Estudo mede risco de doença infecciosa em comunidades do Rio

A pesquisa analisou 11 Regiões Administrativas (RAs) inseridas na área de influência da Estação de Tratamento de Esgoto Alegria (ETE/Alegria)

São Paulo – Estudo feito por uma aluna de mestrado acadêmico em Saúde Pública e Meio Ambiente da Escola Nacional de Saúde Pública (Ensp/Fiocruz) revela o alto risco de desenvolvimento de doenças infecciosas em comunidades carentes do Rio, segundo o portal da Fundação Oswaldo Cruz.

“Jacarezinho, Complexo do Alemão e Complexo da Maré podem ser considerados como potenciais áreas de alto risco para o desenvolvimento de doenças infecciosas de veiculação hídrica. Isto se deve, principalmente, às condições socioeconômicas precárias em que as populações se encontram, a fragilidade destas áreas diante de eventos climatológicos extremos e a falta de equidade social no âmbito da saúde”, sustenta Juliana Viana em seu estudo. 

A pesquisa analisou 11 Regiões Administrativas (RAs) inseridas na área de influência da Estação de Tratamento de Esgoto Alegria (ETE/Alegria).

Destacou, ainda, a Região Administrativa de Ramos como de alto risco para o desenvolvimento de doenças infecciosas.

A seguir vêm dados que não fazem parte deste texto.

/// A 1-based source location.
///
/// Every token and every AST node carries one so that later phases (and any
/// external backend consuming the tree) can map failures back to the source.
#[derive(Debug, Clone, Copy, PartialEq, Eq, Default)]
pub struct Position {
    /// Source line, starting at 1.
    pub line:   usize,
    /// Column in characters, starting at 1.
    pub column: usize,
}

impl Position {
    /// Creates a position from a line and a column.
    #[must_use]
    pub const fn new(line: usize, column: usize) -> Self {
        Self { line, column }
    }
}

impl std::fmt::Display for Position {
    fn fmt(&self, f: &mut std::fmt::Formatter<'_>) -> std::fmt::Result {
        write!(f, "{}:{}", self.line, self.column)
    }
}

/// A numeric literal as decided by the parser.
///
/// The lexer keeps the literal text; literals containing a decimal point or an
/// exponent become `Float`, everything else becomes `Int`.
#[derive(Debug, Clone, Copy, PartialEq)]
pub enum Number {
    /// A 64-bit signed integer literal.
    Int(i64),
    /// A 64-bit floating-point literal.
    Float(f64),
}

impl From<i64> for Number {
    fn from(value: i64) -> Self {
        Self::Int(value)
    }
}

impl From<f64> for Number {
    fn from(value: f64) -> Self {
        Self::Float(value)
    }
}

/// The root of a parsed source file.
#[derive(Debug, Clone, PartialEq, Default)]
pub struct Program {
    /// Top-level statements in source order.
    pub body: Vec<Stmt>,
}

/// An expression node.
///
/// Expressions produce values. Each variant stores the position of its
/// leftmost token.
#[derive(Debug, Clone, PartialEq)]
pub enum Expr {
    /// A numeric literal such as `42` or `2.5`.
    Number {
        /// The literal value.
        value: Number,
        /// Source position.
        pos:   Position,
    },
    /// A string literal with its escapes already decoded.
    Str {
        /// The decoded text.
        value: String,
        /// Source position.
        pos:   Position,
    },
    /// A read of a name.
    Identifier {
        /// Name being read.
        name: String,
        /// Source position.
        pos:  Position,
    },
    /// A binary operation. Its position is the position of `left`.
    BinaryOp {
        /// Left operand.
        left:  Box<Self>,
        /// The operator.
        op:    BinaryOperator,
        /// Right operand.
        right: Box<Self>,
        /// Source position.
        pos:   Position,
    },
    /// A call such as `add(1, 2)`.
    Call {
        /// The expression producing the function. The parser only ever
        /// produces an `Identifier` here.
        callee:    Box<Self>,
        /// Arguments in source order.
        arguments: Vec<Self>,
        /// Source position.
        pos:       Position,
    },
}

impl Expr {
    /// Gets the source position of the expression.
    /// ## Example
    /// ```
    /// use minipy::ast::{Expr, Position};
    ///
    /// let expr = Expr::Identifier { name: "x".to_string(),
    ///                               pos:  Position::new(5, 3), };
    ///
    /// assert_eq!(expr.pos().line, 5);
    /// ```
    #[must_use]
    pub const fn pos(&self) -> Position {
        match self {
            Self::Number { pos, .. }
            | Self::Str { pos, .. }
            | Self::Identifier { pos, .. }
            | Self::BinaryOp { pos, .. }
            | Self::Call { pos, .. } => *pos,
        }
    }

    /// Number of levels in the expression tree; a leaf has depth 1.
    ///
    /// Walks the tree with an explicit worklist, so arbitrarily deep trees
    /// are measured without recursion.
    ///
    /// ## Example
    /// ```
    /// use minipy::ast::{BinaryOperator, Expr, Position};
    ///
    /// let leaf = |name: &str| Expr::Identifier { name: name.to_string(),
    ///                                            pos:  Position::new(1, 1), };
    /// let sum = Expr::BinaryOp { left:  Box::new(leaf("a")),
    ///                            op:    BinaryOperator::Add,
    ///                            right: Box::new(leaf("b")),
    ///                            pos:   Position::new(1, 1), };
    ///
    /// assert_eq!(leaf("a").depth(), 1);
    /// assert_eq!(sum.depth(), 2);
    /// ```
    #[must_use]
    pub fn depth(&self) -> usize {
        let mut deepest = 0;
        let mut pending = vec![(self, 1)];

        while let Some((expr, depth)) = pending.pop() {
            deepest = deepest.max(depth);
            match expr {
                Self::BinaryOp { left, right, .. } => {
                    pending.push((left.as_ref(), depth + 1));
                    pending.push((right.as_ref(), depth + 1));
                },
                Self::Call { callee, arguments, .. } => {
                    pending.push((callee.as_ref(), depth + 1));
                    pending.extend(arguments.iter().map(|argument| (argument, depth + 1)));
                },
                Self::Number { .. } | Self::Str { .. } | Self::Identifier { .. } => {},
            }
        }
        deepest
    }
}

/// A function definition: `def name(params): body`.
#[derive(Debug, Clone, PartialEq)]
pub struct FunctionDef {
    /// The name the function is bound to.
    pub name:   String,
    /// Parameter names in declaration order.
    pub params: Vec<String>,
    /// Statements of the function body.
    pub body:   Vec<Stmt>,
    /// Position of the `def` keyword.
    pub pos:    Position,
}

/// A single `elif` clause.
#[derive(Debug, Clone, PartialEq)]
pub struct ElifClause {
    /// The clause condition.
    pub condition: Expr,
    /// Statements executed when the condition holds.
    pub body:      Vec<Stmt>,
}

/// A statement node.
#[derive(Debug, Clone, PartialEq)]
pub enum Stmt {
    /// `name = value`
    Assignment {
        /// Target name.
        name:  String,
        /// Assigned expression.
        value: Expr,
        /// Position of the target name.
        pos:   Position,
    },
    /// `if` with any number of `elif` clauses and an optional `else`.
    If {
        /// The first condition.
        condition: Expr,
        /// Statements executed when `condition` holds.
        then_body: Vec<Stmt>,
        /// `elif` clauses in declaration order.
        elifs:     Vec<ElifClause>,
        /// Statements of the `else` clause, if present.
        else_body: Option<Vec<Stmt>>,
        /// Position of the `if` keyword.
        pos:       Position,
    },
    /// `while condition: body`
    While {
        /// Loop condition, evaluated before every iteration.
        condition: Expr,
        /// Loop body.
        body:      Vec<Stmt>,
        /// Position of the `while` keyword.
        pos:       Position,
    },
    /// A function definition.
    FunctionDef(FunctionDef),
    /// `return` with an optional value.
    Return {
        /// The returned expression, if any.
        value: Option<Expr>,
        /// Position of the `return` keyword.
        pos:   Position,
    },
    /// An expression evaluated for its effect, usually a call.
    Expression(Expr),
}

impl Stmt {
    /// Gets the source position of the statement.
    #[must_use]
    pub const fn pos(&self) -> Position {
        match self {
            Self::Assignment { pos, .. }
            | Self::If { pos, .. }
            | Self::While { pos, .. }
            | Self::FunctionDef(FunctionDef { pos, .. })
            | Self::Return { pos, .. } => *pos,
            Self::Expression(expr) => expr.pos(),
        }
    }
}

/// Represents a binary operator.
///
/// The set is closed: arithmetic and comparisons only.
#[derive(Debug, Copy, Clone, PartialEq, Eq)]
pub enum BinaryOperator {
    /// Addition (`+`)
    Add,
    /// Subtraction (`-`)
    Sub,
    /// Multiplication (`*`)
    Mul,
    /// Division (`/`)
    Div,
    /// Equal to (`==`)
    Equal,
    /// Not equal to (`!=`)
    NotEqual,
    /// Less than (`<`)
    Less,
    /// Less than or equal (`<=`)
    LessEqual,
    /// Greater than (`>`)
    Greater,
    /// Greater than or equal (`>=`)
    GreaterEqual,
}

impl BinaryOperator {
    /// Returns `true` for the six comparison operators.
    #[must_use]
    pub const fn is_comparison(self) -> bool {
        matches!(self,
                 Self::Equal
                 | Self::NotEqual
                 | Self::Less
                 | Self::LessEqual
                 | Self::Greater
                 | Self::GreaterEqual)
    }
}

impl std::fmt::Display for BinaryOperator {
    fn fmt(&self, f: &mut std::fmt::Formatter<'_>) -> std::fmt::Result {
        use BinaryOperator::{
            Add, Div, Equal, Greater, GreaterEqual, Less, LessEqual, Mul, NotEqual, Sub,
        };
        let operator = match self {
            Add => "+",
            Sub => "-",
            Mul => "*",
            Div => "/",
            Equal => "==",
            NotEqual => "!=",
            Less => "<",
            LessEqual => "<=",
            Greater => ">",
            GreaterEqual => ">=",
        };
        write!(f, "{operator}")
    }
}
/// Runtime values.
///
/// Defines the `Value` enum produced by evaluation, its truthiness and
/// display rules, and numeric coercion used by the operators.
pub mod core;
/// User-defined function values.
///
/// Defines `FunctionValue`, a function definition bundled with the snapshot
/// of bindings captured where it was defined.
pub mod function;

Em uma análise geral das RAs que compõem a área de influência da ETE Alegria, observou-se que o clima é o principal determinante da sensibilidade ao risco de desenvolver doenças infecciosas de veiculação hídrica na área de estudo.

Foi possível ainda classificar as RAs em três níveis de risco: baixo (Portuária e Centro), médio (Rio Comprido, São Cristóvão, Tijuca, Vila Isabel, Inhaúma, Méier, Jacarezinho, Complexo do Alemão e Complexo da Maré) e alto (Ramos).

Juliana acredita que a metodologia aplicada no estudo poderá ser de grande importância para a vigilância em saúde, servindo como instrumento a ser utilizado no processo contínuo de análise de informações sobre ambiente e saúde, sempre com o intuito de orientar a execução de ações de controle de fatores ambientais que interferem na saúde e contribuem para a ocorrência de doenças e agravos.